OnTheGoSystems / wpml-elasticpress

WPML ElasticPress adds support for languages in ElasticPress.
GNU General Public License v3.0
10 stars 3 forks source link

"php wp-cli.phar wpml_elasticpress" does not sync secondary language #49

Closed danielmuehlbacher closed 2 months ago

danielmuehlbacher commented 3 months ago

Hi there,

i'm using the following command:

php wp-cli.phar wpml_elasticpress sync

Although the command outputs that the DE and EN indexes are synced, this is not true. New content is not displayed on the page. When i do a manual sync in the wordpress admin interface, the new content is available in EN.

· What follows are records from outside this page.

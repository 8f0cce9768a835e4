use clap::Parser;
use std::process::ExitCode;
use std::sync::Arc;

use taskboard_client::cli::Cli;
use taskboard_client::{commands, config, init_logging, HttpStore};

#[tokio::main]
async fn main() -> ExitCode {
    let cli = Cli::parse();
    init_logging(cli.verbose);

    let config_path = cli.config.clone().unwrap_or_else(config::default_config_path);
    let mut config = config::load_config(&config_path);
    if let Some(url) = cli.url.clone() {
        config.base_url = url;
    }
    if let Err(e) = config.validate() {
        eprintln!("error: {}", e);
        return ExitCode::FAILURE;
    }

    let store = match HttpStore::new(&config.base_url, config.token.clone(), config.timeout()) {
        Ok(store) => Arc::new(store),
        Err(e) => {
            eprintln!("error: {}", e);
            return ExitCode::FAILURE;
        }
    };
    log::debug!(target: "taskboard.client", "Using backend {}", store.base_url());

    let report = commands::execute(store, cli.command).await;
    print!("{}", report.text);
    if report.success {
        ExitCode::SUCCESS
    } else {
        ExitCode::FAILURE
    }
}
pub mod memory;

use async_trait::async_trait;
use serde::{Deserialize, Serialize};

use crate::types::*;
use crate::wire::MoveTaskBody;

/// The remote authority for boards, columns, tasks and users.
/// Implementations: MemoryStore (in process), HttpStore (REST, in taskboard-client).
#[async_trait]
pub trait BoardStore: Send + Sync {
    async fn list_boards(&self) -> Result<Vec<Board>, StoreError>;

    async fn get_board(&self, board_id: BoardId) -> Result<Board, StoreError>;

    async fn create_board(&self, name: &str, position: i64) -> Result<Board, StoreError>;

    async fn rename_board(&self, board_id: BoardId, name: &str) -> Result<Board, StoreError>;

    /// Delete a board together with its columns and their tasks.
    async fn delete_board(&self, board_id: BoardId) -> Result<(), StoreError>;

    /// Persist a board order; index in `board_ids` becomes the position.
    async fn reorder_boards(&self, board_ids: &[BoardId]) -> Result<(), StoreError>;

    async fn list_columns(&self, board_id: BoardId) -> Result<Vec<BoardColumn>, StoreError>;

    async fn create_column(
        &self,
        board_id: BoardId,
        name: &str,
        position: i64,
    ) -> Result<BoardColumn, StoreError>;

    /// Apply a full `{id, position}` set in one call.
    async fn reorder_columns(&self, items: &[PositionItem]) -> Result<(), StoreError>;

    async fn list_tasks(&self, column_id: ColumnId) -> Result<Vec<Task>, StoreError>;

    async fn create_task(
        &self,
        column_id: ColumnId,
        task: &NewTask,
        position: i64,
    ) -> Result<Task, StoreError>;

    async fn update_task(&self, task_id: TaskId, update: &TaskUpdate) -> Result<Task, StoreError>;

    async fn assign_task(&self, task_id: TaskId, user_id: Option<UserId>)
        -> Result<Task, StoreError>;

    /// Move a task into `board_column_id` at `position` (same column = reorder).
    async fn move_task(&self, task_id: TaskId, target: MoveTaskBody) -> Result<(), StoreError>;

    async fn delete_task(&self, task_id: TaskId) -> Result<(), StoreError>;

    async fn list_users(&self) -> Result<Vec<User>, StoreError>;
}

#[derive(Debug, Clone, thiserror::Error)]
pub enum StoreError {
    #[error("{kind} not found: {id}")]
    NotFound { kind: &'static str, id: i64 },

    #[error("Invalid request: {0}")]
    Invalid(String),

    #[error("Request rejected with status {status}: {message}")]
    Rejected { status: u16, message: String },

    #[error("Transport error: {0}")]
    Transport(String),

    #[error("Could not decode response: {0}")]
    Decode(String),
}

impl StoreError {
    pub fn board(id: BoardId) -> Self {
        StoreError::NotFound { kind: "Board", id }
    }

    pub fn column(id: ColumnId) -> Self {
        StoreError::NotFound { kind: "Column", id }
    }

    pub fn task(id: TaskId) -> Self {
        StoreError::NotFound { kind: "Task", id }
    }

    pub fn user(id: UserId) -> Self {
        StoreError::NotFound { kind: "User", id }
    }
}

/// Change notifications emitted by an authoritative store.
#[derive(Debug, Clone, PartialEq, Eq, Serialize, Deserialize)]
#[serde(tag = "type")]
pub enum StoreEvent {
    BoardListChanged { version: u64 },
    BoardChanged { board_id: BoardId, version: u64 },
}
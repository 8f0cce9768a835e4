//! Plain-text rendering of boards and notices for the terminal.

use std::fmt::Write;

use taskboard_core::types::Board;
use taskboard_core::{BoardCache, Notice, NoticeLevel};

/// Board list, one line per board in display order.
pub fn render_boards(boards: &[Board]) -> String {
    if boards.is_empty() {
        return "(no boards)\n".to_string();
    }
    let mut out = String::new();
    for board in boards {
        let _ = writeln!(out, "[{}] {}", board.id, board.name);
    }
    out
}

/// Columns in position order with their tasks.
///
/// ```text
/// Sprint
///   [2] Todo
///       #5 Write docs  @Ana
///   [3] Doing
///       (empty)
/// ```
pub fn render_board(cache: &BoardCache) -> String {
    let mut out = String::new();
    let title = cache.board().map(|b| b.name.as_str()).unwrap_or("(board)");
    let _ = writeln!(out, "{}", title);

    for column in cache.sorted_columns() {
        let _ = writeln!(out, "  [{}] {}", column.id, column.name);
        let tasks = cache.tasks(column.id);
        if tasks.is_empty() {
            let _ = writeln!(out, "      (empty)");
        }
        for task in tasks {
            let _ = write!(out, "      #{} {}", task.id, task.name);
            if let Some(user) = task.assigned_user_id.and_then(|id| cache.user(id)) {
                let _ = write!(out, "  @{}", user.display_name());
            }
            out.push('\n');
        }
    }
    out
}

pub fn render_notice(notice: &Notice) -> String {
    let tag = match notice.level {
        NoticeLevel::Success => "ok",
        NoticeLevel::Warning => "warn",
        NoticeLevel::Error => "error",
    };
    format!("{}: {}", tag, notice.message)
}
//! The list of boards: load, drag-reorder, create, rename and delete.

use std::sync::Arc;

use crate::controller::{CommittedDrop, DropOutcome};
use crate::engine::{DropKind, PendingWrite};
use crate::notify::Notifier;
use crate::ordering::{array_move, reindex, Positioned};
use crate::store::{BoardStore, StoreError};
use crate::types::*;

pub struct BoardDirectory {
    store: Arc<dyn BoardStore>,
    boards: Vec<Board>,
    notifier: Notifier,
}

impl BoardDirectory {
    pub fn new(store: Arc<dyn BoardStore>, notifier: Notifier) -> Self {
        Self {
            store,
            boards: Vec::new(),
            notifier,
        }
    }

    pub fn notifier(&self) -> &Notifier {
        &self.notifier
    }

    /// Boards in display order.
    pub fn boards(&self) -> &[Board] {
        &self.boards
    }

    pub fn find(&self, board_id: BoardId) -> Option<&Board> {
        self.boards.iter().find(|b| b.id == board_id)
    }

    pub async fn load(&mut self) -> Result<(), StoreError> {
        match self.store.list_boards().await {
            Ok(mut boards) => {
                boards.sort_by_key(|b| (b.position(), b.id));
                self.boards = boards;
                Ok(())
            }
            Err(e) => {
                log::error!(target: "taskboard.directory", "Failed to load boards: {}", e);
                self.notifier.error("Could not load boards");
                Err(e)
            }
        }
    }

    /// Drop board `active` onto board `over`. Applies the new order
    /// locally, persists it, and reloads the list if the write fails.
    pub async fn reorder(&mut self, active: BoardId, over: BoardId) -> DropOutcome {
        let Some(drop) = self.plan_reorder(active, over) else {
            return DropOutcome::Ignored;
        };
        match drop.write.send(self.store.as_ref()).await {
            Ok(()) => {
                if let Some(message) = drop.kind.success_message() {
                    self.notifier.success(message);
                }
                DropOutcome::Persisted(drop)
            }
            Err(error) => {
                log::error!(target: "taskboard.directory", "Board reorder rejected: {}", error);
                self.notifier.error(drop.kind.failure_message());
                let _ = self.load().await;
                DropOutcome::Reloaded { drop, error }
            }
        }
    }

    fn plan_reorder(&mut self, active: BoardId, over: BoardId) -> Option<CommittedDrop> {
        if active == over {
            return None;
        }
        let old_index = self.boards.iter().position(|b| b.id == active)?;
        let new_index = self.boards.iter().position(|b| b.id == over)?;
        array_move(&mut self.boards, old_index, new_index);
        reindex(&mut self.boards);
        Some(CommittedDrop {
            kind: DropKind::BoardReorder,
            write: PendingWrite::ReorderBoards {
                board_ids: self.boards.iter().map(|b| b.id).collect(),
            },
        })
    }

    /// Create a board at the end of the list.
    pub async fn create(&mut self, name: &str) -> Result<Board, StoreError> {
        if is_blank(name) {
            self.notifier.warning("Board name is required");
            return Err(StoreError::Invalid("Board name is required".to_string()));
        }
        let position = self.boards.len() as i64;
        match self.store.create_board(name, position).await {
            Ok(board) => {
                self.boards.push(board.clone());
                self.notifier.success("Board created");
                Ok(board)
            }
            Err(e) => {
                log::error!(target: "taskboard.directory", "Failed to create board: {}", e);
                self.notifier.error("Could not create board");
                Err(e)
            }
        }
    }

    pub async fn rename(&mut self, board_id: BoardId, name: &str) -> Result<Board, StoreError> {
        if is_blank(name) {
            self.notifier.warning("Board name is required");
            return Err(StoreError::Invalid("Board name is required".to_string()));
        }
        match self.store.rename_board(board_id, name).await {
            Ok(board) => {
                if let Some(slot) = self.boards.iter_mut().find(|b| b.id == board_id) {
                    slot.name = board.name.clone();
                }
                self.notifier.success("Board renamed");
                Ok(board)
            }
            Err(e) => {
                log::error!(target: "taskboard.directory", "Failed to rename board {}: {}", board_id, e);
                self.notifier.error("Could not rename board");
                Err(e)
            }
        }
    }

    pub async fn delete(&mut self, board_id: BoardId) -> Result<(), StoreError> {
        match self.store.delete_board(board_id).await {
            Ok(()) => {
                self.boards.retain(|b| b.id != board_id);
                reindex(&mut self.boards);
                self.notifier.success("Board deleted");
                Ok(())
            }
            Err(e) => {
                log::error!(target: "taskboard.directory", "Failed to delete board {}: {}", board_id, e);
                self.notifier.error("Could not delete board");
                Err(e)
            }
        }
    }
}

#[cfg(test)]
mod tests {
    use super::*;
    use crate::notify::drain;
    use crate::store::memory::MemoryStore;

    async fn directory_with(names: &[&str]) -> (Arc<MemoryStore>, BoardDirectory) {
        let store = Arc::new(MemoryStore::new());
        for (i, name) in names.iter().enumerate() {
            store.create_board(name, i as i64).await.unwrap();
        }
        let mut dir = BoardDirectory::new(store.clone(), Notifier::default());
        dir.load().await.unwrap();
        (store, dir)
    }

    fn names(boards: &[Board]) -> Vec<&str> {
        boards.iter().map(|b| b.name.as_str()).collect()
    }

    #[tokio::test]
    async fn test_reorder_persists_full_order() {
        let (store, mut dir) = directory_with(&["Alpha", "Beta", "Gamma"]).await;
        let mut rx = dir.notifier().subscribe();
        let alpha = dir.boards()[0].id;
        let gamma = dir.boards()[2].id;

        let outcome = dir.reorder(alpha, gamma).await;
        assert!(matches!(outcome, DropOutcome::Persisted(_)));
        assert_eq!(names(dir.boards()), vec!["Beta", "Gamma", "Alpha"]);
        assert_eq!(dir.boards()[2].position, Some(2));

        let server = store.list_boards().await.unwrap();
        assert_eq!(names(&server), vec!["Beta", "Gamma", "Alpha"]);
        assert_eq!(drain(&mut rx)[0].message, "Boards reordered");

        assert!(dir.reorder(alpha, alpha).await.is_ignored());
        assert!(dir.reorder(alpha, 9999).await.is_ignored());
    }

    #[tokio::test]
    async fn test_create_rename_delete() {
        let (store, mut dir) = directory_with(&["Alpha"]).await;
        let mut rx = dir.notifier().subscribe();

        assert!(dir.create("  ").await.is_err());
        let beta = dir.create("Beta").await.unwrap();
        assert_eq!(beta.position, Some(1));
        assert!(beta.created_at.is_some());

        dir.rename(beta.id, "Beta 2").await.unwrap();
        assert_eq!(dir.find(beta.id).unwrap().name, "Beta 2");

        let alpha = dir.boards()[0].id;
        dir.delete(alpha).await.unwrap();
        assert_eq!(names(dir.boards()), vec!["Beta 2"]);
        assert_eq!(dir.boards()[0].position, Some(0));
        assert_eq!(store.list_boards().await.unwrap().len(), 1);
        assert!(dir.delete(alpha).await.is_err());

        let messages: Vec<String> = drain(&mut rx).into_iter().map(|n| n.message).collect();
        assert_eq!(
            messages,
            vec![
                "Board name is required",
                "Board created",
                "Board renamed",
                "Board deleted",
                "Could not delete board"
            ]
        );
    }
}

Is there any difference between the "php wp-cli.phar wpml_elasticpress sync" command and the manual sync in wordpress admin backend?

Thanks!

danielmuehlbacher commented 3 months ago

Do i have to use the --post-lang=de,en param?

decodekult commented 3 months ago

Hi Daniel

Let me see if I can help you. No, you should not need to add the language parameter. The sync one should do all the job, crawling and syncing all the content based in its language.

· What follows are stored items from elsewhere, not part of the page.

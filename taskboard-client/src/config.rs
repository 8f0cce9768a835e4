//! Client configuration, read from ~/.config/taskboard/client.json.

use serde::{Deserialize, Serialize};
use std::fs;
use std::path::{Path, PathBuf};
use std::time::Duration;

#[derive(Debug, Clone, PartialEq, Serialize, Deserialize)]
#[serde(rename_all = "camelCase")]
pub struct ClientConfig {
    #[serde(default = "default_base_url")]
    pub base_url: String,
    /// Sent as a bearer token when present.
    #[serde(default)]
    pub token: Option<String>,
    #[serde(default = "default_timeout_secs")]
    pub timeout_secs: u64,
}

#[derive(Debug, thiserror::Error)]
pub enum ConfigError {
    #[error("Base URL must start with http:// or https://: {0}")]
    InvalidUrl(String),

    #[error("Request timeout must be at least one second")]
    ZeroTimeout,
}

fn default_base_url() -> String {
    "http://127.0.0.1:8080".to_string()
}

fn default_timeout_secs() -> u64 {
    10
}

impl Default for ClientConfig {
    fn default() -> Self {
        Self {
            base_url: default_base_url(),
            token: None,
            timeout_secs: default_timeout_secs(),
        }
    }
}

impl ClientConfig {
    pub fn timeout(&self) -> Duration {
        Duration::from_secs(self.timeout_secs)
    }

    pub fn validate(&self) -> Result<(), ConfigError> {
        let url = self.base_url.trim();
        if !(url.starts_with("http://") || url.starts_with("https://")) {
            return Err(ConfigError::InvalidUrl(self.base_url.clone()));
        }
        if self.timeout_secs == 0 {
            return Err(ConfigError::ZeroTimeout);
        }
        Ok(())
    }
}

pub fn default_config_path() -> PathBuf {
    dirs::config_dir()
        .unwrap_or_else(|| PathBuf::from("."))
        .join("taskboard")
        .join("client.json")
}

/// Load config from path. Returns defaults if the file is missing or malformed.
pub fn load_config(path: &Path) -> ClientConfig {
    match fs::read_to_string(path) {
        Ok(content) => serde_json::from_str(&content).unwrap_or_else(|e| {
            log::warn!(target: "taskboard.config", "Failed to parse config {}: {}", path.display(), e);
            ClientConfig::default()
        }),
        Err(_) => {
            log::debug!(target: "taskboard.config", "No config at {}, using defaults", path.display());
            ClientConfig::default()
        }
    }
}

#[cfg(test)]
mod tests {
    use super::*;
    use std::io::Write;
    use tempfile::NamedTempFile;

    #[test]
    fn test_load_camel_case_fields() {
        let mut file = NamedTempFile::new().unwrap();
        write!(
            file,
            r#"{{"baseUrl": "https://boards.example.com", "token": "abc", "timeoutSecs": 3}}"#
        )
        .unwrap();
        let config = load_config(file.path());
        assert_eq!(config.base_url, "https://boards.example.com");
        assert_eq!(config.token.as_deref(), Some("abc"));
        assert_eq!(config.timeout(), Duration::from_secs(3));
        assert!(config.validate().is_ok());
    }

    #[test]
    fn test_missing_or_malformed_gives_defaults() {
        assert_eq!(
            load_config(Path::new("/nonexistent/client.json")),
            ClientConfig::default()
        );
        let mut file = NamedTempFile::new().unwrap();
        write!(file, "[1, 2").unwrap();
        assert_eq!(load_config(file.path()), ClientConfig::default());
    }

    #[test]
    fn test_validate_rejects_bad_values() {
        let config = ClientConfig {
            base_url: "localhost:8080".to_string(),
            ..Default::default()
        };
        assert!(matches!(config.validate(), Err(ConfigError::InvalidUrl(_))));

        let config = ClientConfig {
            timeout_secs: 0,
            ..Default::default()
        };
        assert!(matches!(config.validate(), Err(ConfigError::ZeroTimeout)));
    }
}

OK, let me first try to find out what the situation is. I believe that you have a site with a primary German language, and translations into English, right? And the problem that you are experiencing is that while admin backend syncing does properly sync analuyze and sync your English content, running that command line is not indexing it at all.

Would you mind checking the output of the command? And also, after running it, it would help me if you can check the stats dashboard, and focus on the boxes about the indexes health and their reports, and share with me what you see.

danielmuehlbacher commented 3 months ago

Hi,

thank you for your quick response!

Yes, the primary language is German and the secondary language English. All your assumptions are correct.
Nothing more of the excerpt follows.